Overview of HIPAA
The Health Insurance Portability and Accountability Act of 1996 (HIPAA), Public Law 104-191, resulted in the establishment of HIPAA Privacy Rule in December of 2000. The HIPAA Privacy Rule is a federal rule designed to protect individuals’ medical records and other personal health information. This federal law provides further requirements and restrictions in addition to the confidentiality provisions set out in this chapter.
In the course of business, the Children’s Division (CD) receives, discloses and utilizes Protected Health Information of employees and clients for a variety of reasons. Employees should exercise care at all times to discuss confidential, sensitive, or personal health information in a manner or place where the discussion is not able to be easily overheard. Measures should be taken to ensure that health information is not accessible to anyone other than the authorized personnel. CD staff will maintain privacy, confidentiality and integrity with regard to protected health information as required by state and federal laws, rules and regulations and professional ethics. Employees found to be in violation of this policy may be subject to disciplinary action up to and including dismissal as well as prosecution in a court of law.
Related Subject: Section 1 Chapter 3 Attachment A: Foster Parent Bill of Rights And Responsibilities.
Protected Health Information (PHI) refers to health information that is individually identifiable and created or received by a covered entity, such as Children’s Division. PHI is defined as any information relating to past, present or future physical or mental health of an individual; the provision of health care to the individual; or the payment for health care. Individually identifiable health information is health information that identifies or reasonably may be used to identify the individual. Health information that is created or received by the Children’s Division is protected under the regulation, including but not limited to the following:
- Name/Address
- Employer
- Names of Relatives
- DOB/SSN
- Telephone number
- DCN/MO HealthNet number
- Occupation
- Diagnosis
- Hospital/Physician/Psychologist/Therapist evaluations and/or records
- Authorizations/payments to a medical/mental health provider
- Child/family investigations, assessments, service plans
- Child/family contact and progress notes and/or summaries
Major Provisions of HIPAA:
- Define a “minimum necessary” standard;
- Distinguish between “authorization to disclose” and “accounting for disclosure”;
- Give the individual an opportunity to agree or object to use and disclosure of PHI;
- Require the use of a privacy notice;
- Allow individuals to access PHI;
- Permit individuals to request an amendment of PHI;
- Allow persons to request an accounting of certain disclosures of PHI;
- Establish who has access to PHI;
- Create civil and criminal penalties for violating the HIPAA standards;
- Require workforce members to be trained on and to acknowledge the HIPAA provisions;
- Verify the identity and authority of persons requesting a client’s PHI;
- Allow recipients to request restrictions on the use and disclosure of PHI; and
- Mandate that organizations have a privacy officer.
Key Terms Regarding HIPAA
- “Covered Entity” – a Health Plan (Insurance Company and HMO’s), a Healthcare Clearinghouse, or a Healthcare Provider that transmits any health information electronically. The Department of Social Services (DSS) administers the MO HealthNet Program, which is considered a Health Plan. Consequently, DSS is a “covered entity” and has chosen to designate itself as a “single covered entity”. Therefore, all programs and each Division within DSS are subject to and must comply with HIPAA requirements and privacy rules.

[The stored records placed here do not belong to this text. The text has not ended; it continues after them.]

//! Business rules on top of the repositories. Routes stay thin; everything
//! that decides *whether* something may happen lives here.

use crate::error::AppError;

pub mod auth;
pub mod bootstrap;
pub mod dashboard;
pub mod donations;
pub mod finance;
pub mod jobs;
pub mod news;
pub mod users;

/// Trimmed, non-empty text or a validation error naming `field`.
pub(crate) fn required_text(field: &str, value: &str) -> Result<String, AppError> {
    let value = value.trim();
    if value.is_empty() {
        return Err(AppError::invalid(format!("{field} is required")));
    }
    Ok(value.to_string())
}

/// Trimmed text, with blank collapsing to `None`.
pub(crate) fn optional_text(value: Option<String>) -> Option<String> {
    value
        .map(|v| v.trim().to_string())
        .filter(|v| !v.is_empty())
}

/// Largest single amount accepted on any write. Keeps sums over many rows
/// far away from `i64::MAX`.
pub const MAX_AMOUNT: i64 = 1_000_000_000_000_000;

pub(crate) fn positive_amount(amount: i64) -> Result<i64, AppError> {
    if amount <= 0 {
        return Err(AppError::invalid("Amount must be greater than zero"));
    }
    if amount > MAX_AMOUNT {
        return Err(AppError::invalid(format!(
            "Amount must not exceed {MAX_AMOUNT}"
        )));
    }
    Ok(amount)
}

/// `total + amount`, failing instead of wrapping.
pub(crate) fn add_amount(total: i64, amount: i64) -> Result<i64, AppError> {
    total
        .checked_add(amount)
        .ok_or_else(|| AppError::internal("amount total overflowed"))
}

/// `income - expense`, failing instead of wrapping.
pub(crate) fn net_amount(income: i64, expense: i64) -> Result<i64, AppError> {
    income
        .checked_sub(expense)
        .ok_or_else(|| AppError::internal("amount balance overflowed"))
}

#[cfg(test)]
mod tests {
    use super::*;

    #[test]
    fn text_helpers() {
        assert_eq!(required_text("Title", "  Jumat  ").unwrap(), "Jumat");
        assert!(required_text("Title", "   ").is_err());
        assert_eq!(optional_text(Some("  ".into())), None);
        assert_eq!(optional_text(Some(" x ".into())), Some("x".into()));
        assert_eq!(optional_text(None), None);
    }

    #[test]
    fn amounts_must_be_positive() {
        assert_eq!(positive_amount(50_000).unwrap(), 50_000);
        assert!(positive_amount(0).is_err());
        assert!(positive_amount(-1).is_err());
        assert_eq!(positive_amount(MAX_AMOUNT).unwrap(), MAX_AMOUNT);
        assert!(positive_amount(MAX_AMOUNT + 1).is_err());
        assert!(positive_amount(i64::MAX / 2 + 1).is_err());
    }

    #[test]
    fn running_totals_never_wrap() {
        assert_eq!(add_amount(40, 2).unwrap(), 42);
        let err = add_amount(i64::MAX / 2 + 1, i64::MAX / 2 + 1).unwrap_err();
        assert!(matches!(err, AppError::Internal { .. }));
        assert_eq!(net_amount(10, 25).unwrap(), -15);
        assert!(net_amount(i64::MIN, 1).is_err());
    }
}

- “Use” – when we use or share information internally, either within our Children’s Division county/circuit, between Children’s Division counties/circuits, or between DSS agencies (such as Children’s Division and Division of Youth Services). We would “use” consumer PHI to make treatment/service decisions, or to make payment decisions, or for other parts of our children’s services operations. For example, we may “use” Protected Health Information to make a decision to request removal of a child from their parents during a sexual abuse investigation. HIPAA does not require staff to obtain disclosure authorizations when PHI information is being used for treatment, payment, or health care operations.

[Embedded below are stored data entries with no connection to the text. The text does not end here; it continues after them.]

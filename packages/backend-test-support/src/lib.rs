//! Backend test support utilities
//!
//! Helpers shared by the backend's integration tests: unified logging
//! initialization and assertions over the JSON response envelope.

pub mod envelope;
pub mod logging;
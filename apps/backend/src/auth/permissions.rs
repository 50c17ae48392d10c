//! Route permission table.
//!
//! Every protected route names a [`Permission`]; the roles allowed to use it
//! live here and nowhere else.

use super::claims::Role;

#[derive(Debug, Clone, Copy, PartialEq, Eq, Hash)]
pub enum Permission {
    ViewDashboard,
    ReadFinance,
    ManageFinance,
    ManageDonations,
    ManageContent,
    ManageUsers,
    ViewActivity,
}

const ALL_STAFF: &[Role] = &[Role::SuperAdmin, Role::Admin, Role::Viewer];
const EDITORS: &[Role] = &[Role::SuperAdmin, Role::Admin];
const SUPER_ADMIN_ONLY: &[Role] = &[Role::SuperAdmin];

impl Permission {
    pub fn allowed_roles(self) -> &'static [Role] {
        match self {
            Permission::ViewDashboard | Permission::ReadFinance => ALL_STAFF,
            Permission::ManageFinance | Permission::ManageDonations | Permission::ManageContent => {
                EDITORS
            }
            Permission::ManageUsers | Permission::ViewActivity => SUPER_ADMIN_ONLY,
        }
    }

    pub fn allows(self, role: Role) -> bool {
        self.allowed_roles().contains(&role)
    }
}

/// Type-level handle on a [`Permission`], used by the `Authorized<P>` extractor.
pub trait RoutePermission {
    const PERMISSION: Permission;
}

macro_rules! route_permissions {
    ($($name:ident),* $(,)?) => {
        $(
            #[derive(Debug)]
            pub struct $name;

            impl RoutePermission for $name {
                const PERMISSION: Permission = Permission::$name;
            }
        )*
    };
}

route_permissions!(
    ViewDashboard,
    ReadFinance,
    ManageFinance,
    ManageDonations,
    ManageContent,
    ManageUsers,
    ViewActivity,
);
//! User repository functions (generic over ConnectionTrait).

use sea_orm::sea_query::{Condition, Expr, Func};
use sea_orm::{
    ActiveModelTrait, ColumnTrait, ConnectionTrait, EntityTrait, NotSet, PaginatorTrait,
    QueryFilter, QueryOrder, QuerySelect, Set,
};
use serde::Serialize;
use time::OffsetDateTime;

use crate::entities::users::{self, Role};
use crate::error::AppError;
use crate::http::pagination::Pagination;

/// Account as seen by the rest of the backend. The password hash stays here.
#[derive(Debug, Clone, PartialEq)]
pub struct Account {
    pub id: i64,
    pub email: String,
    pub name: String,
    pub password_hash: String,
    pub role: Role,
    pub is_active: bool,
    pub last_login_at: Option<OffsetDateTime>,
    pub created_at: OffsetDateTime,
    pub updated_at: OffsetDateTime,
}

/// Public projection of an account, safe to render.
#[derive(Debug, Clone, PartialEq, Serialize)]
#[serde(rename_all = "camelCase")]
pub struct UserView {
    pub id: i64,
    pub email: String,
    pub name: String,
    pub role: Role,
    pub is_active: bool,
    #[serde(with = "time::serde::rfc3339::option")]
    pub last_login_at: Option<OffsetDateTime>,
    #[serde(with = "time::serde::rfc3339")]
    pub created_at: OffsetDateTime,
}

pub struct NewAccount {
    pub email: String,
    pub name: String,
    pub password_hash: String,
    pub role: Role,
}

/// Partial update; `None` leaves the column untouched.
#[derive(Default)]
pub struct AccountChanges {
    pub name: Option<String>,
    pub role: Option<Role>,
    pub is_active: Option<bool>,
    pub password_hash: Option<String>,
}

pub async fn find_by_id<C: ConnectionTrait + Send + Sync>(
    conn: &C,
    id: i64,
) -> Result<Option<Account>, AppError> {
    let user = users::Entity::find_by_id(id).one(conn).await?;
    Ok(user.map(Account::from))
}

pub async fn find_by_email<C: ConnectionTrait + Send + Sync>(
    conn: &C,
    email: &str,
) -> Result<Option<Account>, AppError> {
    let user = users::Entity::find()
        .filter(users::Column::Email.eq(email))
        .one(conn)
        .await?;
    Ok(user.map(Account::from))
}

/// One page of accounts, newest first, optionally filtered by a
/// case-insensitive match on name or email.
pub async fn list<C: ConnectionTrait + Send + Sync>(
    conn: &C,
    search: Option<&str>,
    page: &Pagination,
) -> Result<(Vec<Account>, u64), AppError> {
    let mut query = users::Entity::find();
    if let Some(term) = search.map(str::trim).filter(|t| !t.is_empty()) {
        let pattern = format!("%{}%", term.to_lowercase());
        query = query.filter(
            Condition::any()
                .add(Expr::expr(Func::lower(Expr::col(users::Column::Name))).like(pattern.clone()))
                .add(Expr::expr(Func::lower(Expr::col(users::Column::Email))).like(pattern)),
        );
    }

    let total = query.clone().count(conn).await?;
    let rows = query
        .order_by_desc(users::Column::CreatedAt)
        .offset(page.skip())
        .limit(page.limit())
        .all(conn)
        .await?;

    Ok((rows.into_iter().map(Account::from).collect(), total))
}

pub async fn create<C: ConnectionTrait + Send + Sync>(
    conn: &C,
    new: NewAccount,
) -> Result<Account, AppError> {
    let now = OffsetDateTime::now_utc();
    let active = users::ActiveModel {
        id: NotSet,
        email: Set(new.email),
        name: Set(new.name),
        password_hash: Set(new.password_hash),
        role: Set(new.role),
        is_active: Set(true),
        last_login_at: Set(None),
        created_at: Set(now),
        updated_at: Set(now),
    };
    Ok(Account::from(active.insert(conn).await?))
}

pub async fn update<C: ConnectionTrait + Send + Sync>(
    conn: &C,
    id: i64,
    changes: AccountChanges,
) -> Result<Account, AppError> {
    let existing = users::Entity::find_by_id(id)
        .one(conn)
        .await?
        .ok_or_else(|| AppError::not_found("User not found"))?;

    let mut active: users::ActiveModel = existing.into();
    if let Some(name) = changes.name {
        active.name = Set(name);
    }
    if let Some(role) = changes.role {
        active.role = Set(role);
    }
    if let Some(is_active) = changes.is_active {
        active.is_active = Set(is_active);
    }
    if let Some(hash) = changes.password_hash {
        active.password_hash = Set(hash);
    }
    active.updated_at = Set(OffsetDateTime::now_utc());

    Ok(Account::from(active.update(conn).await?))
}

/// Stamp `last_login_at` without reading the row back.
pub async fn touch_last_login<C: ConnectionTrait + Send + Sync>(
    conn: &C,
    id: i64,
    at: OffsetDateTime,
) -> Result<(), AppError> {
    users::Entity::update_many()
        .col_expr(users::Column::LastLoginAt, Expr::value(Some(at)))
        .filter(users::Column::Id.eq(id))
        .exec(conn)
        .await?;
    Ok(())
}

/// Returns false when no row matched.
pub async fn delete<C: ConnectionTrait + Send + Sync>(
    conn: &C,
    id: i64,
) -> Result<bool, AppError> {
    let result = users::Entity::delete_by_id(id).exec(conn).await?;
    Ok(result.rows_affected > 0)
}

impl From<users::Model> for Account {
    fn from(model: users::Model) -> Self {
        Self {
            id: model.id,
            email: model.email,
            name: model.name,
            password_hash: model.password_hash,
            role: model.role,
            is_active: model.is_active,
            last_login_at: model.last_login_at,
            created_at: model.created_at,
            updated_at: model.updated_at,
        }
    }
}

impl From<&Account> for UserView {
    fn from(account: &Account) -> Self {
        Self {
            id: account.id,
            email: account.email.clone(),
            name: account.name.clone(),
            role: account.role,
            is_active: account.is_active,
            last_login_at: account.last_login_at,
            created_at: account.created_at,
        }
    }
}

- “Disclose” – when we share information outside the Department of Social Services (which is a covered entity), to an individual, agency, or organization external to us. One example would be when we disclose information to the courts when we are ordered to do so. The court is outside our agency and the sharing of such customer information is not considered in the course of treatment/services, so we are disclosing information to the court. While disclosures to the juvenile courts, law enforcement, and prosecutors now allowable under current policy and law are exempt from HIPAA disclosure requirements as described in subsection 2.7.2., other kinds of disclosures are not exempt such as described in subsection 2.7.3.
- “Psychotherapy notes”— notes recorded (in any medium) by a health care provider who is a mental health professional documenting or analyzing the contents of conversation during a private counseling session or a group, joint, or family counseling session and that are separated from the rest of the individual’s medical record and designated specifically as psychotherapy notes. Psychotherapy notes excludes medications prescription and monitoring, counseling session start and stop times, the modalities and frequencies of treatment furnished, results of clinical tests, and any summary of the following items: diagnosis, functional status, the treatment plan, symptoms, prognosis, and progress to date. There should not be an instance during the provision of Children’s Division services when such recordings would be designated in a client file as psychotherapy notes.